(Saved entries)
Segment Open

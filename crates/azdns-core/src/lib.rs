// # azdns-core
//
// Core library for updating A/AAAA records in an Azure DNS zone.
//
// ## Architecture Overview
//
// - **DnsUpdater**: handle over a zone identity; maps one update request onto
//   one create-or-update call
// - **CredentialProvider**: injected source of bearer tokens
// - **RecordSetsClient**: injected client that performs the create-or-update
// - **RecordSet / RecordData**: the payload, tagged by record kind
//
// The HTTP implementations of both seams live in `azdns-provider-azure`.

pub mod config;
pub mod error;
pub mod record;
pub mod traits;
pub mod updater;

// Re-export core types for convenience
pub use config::{RecordConfig, UpdateMode, UpdaterConfig, ZoneIdentity};
pub use error::{ApiFailure, Error, Result};
pub use record::{RecordData, RecordSet, RecordSetKey, RecordType, UpdateRequest};
pub use traits::{AccessToken, CredentialProvider, RecordSetsClient};
pub use updater::DnsUpdater;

Segment Closed

Print every line you see above, exactly as written.

filename crates/azdns-core/src/lib.rs
// # azdns-core
//
// Core library for updating A/AAAA records in an Azure DNS zone.
//
// ## Architecture Overview
//
// - **DnsUpdater**: handle over a zone identity; maps one update request onto
//   one create-or-update call
// - **CredentialProvider**: injected source of bearer tokens
// - **RecordSetsClient**: injected client that performs the create-or-update
// - **RecordSet / RecordData**: the payload, tagged by record kind
//
// The HTTP implementations of both seams live in `azdns-provider-azure`.

pub mod config;
pub mod error;
pub mod record;
pub mod traits;
pub mod updater;

// Re-export core types for convenience
pub use config::{RecordConfig, UpdateMode, UpdaterConfig, ZoneIdentity};
pub use error::{ApiFailure, Error, Result};
pub use record::{RecordData, RecordSet, RecordSetKey, RecordType, UpdateRequest};
pub use traits::{AccessToken, CredentialProvider, RecordSetsClient};
pub use updater::DnsUpdater;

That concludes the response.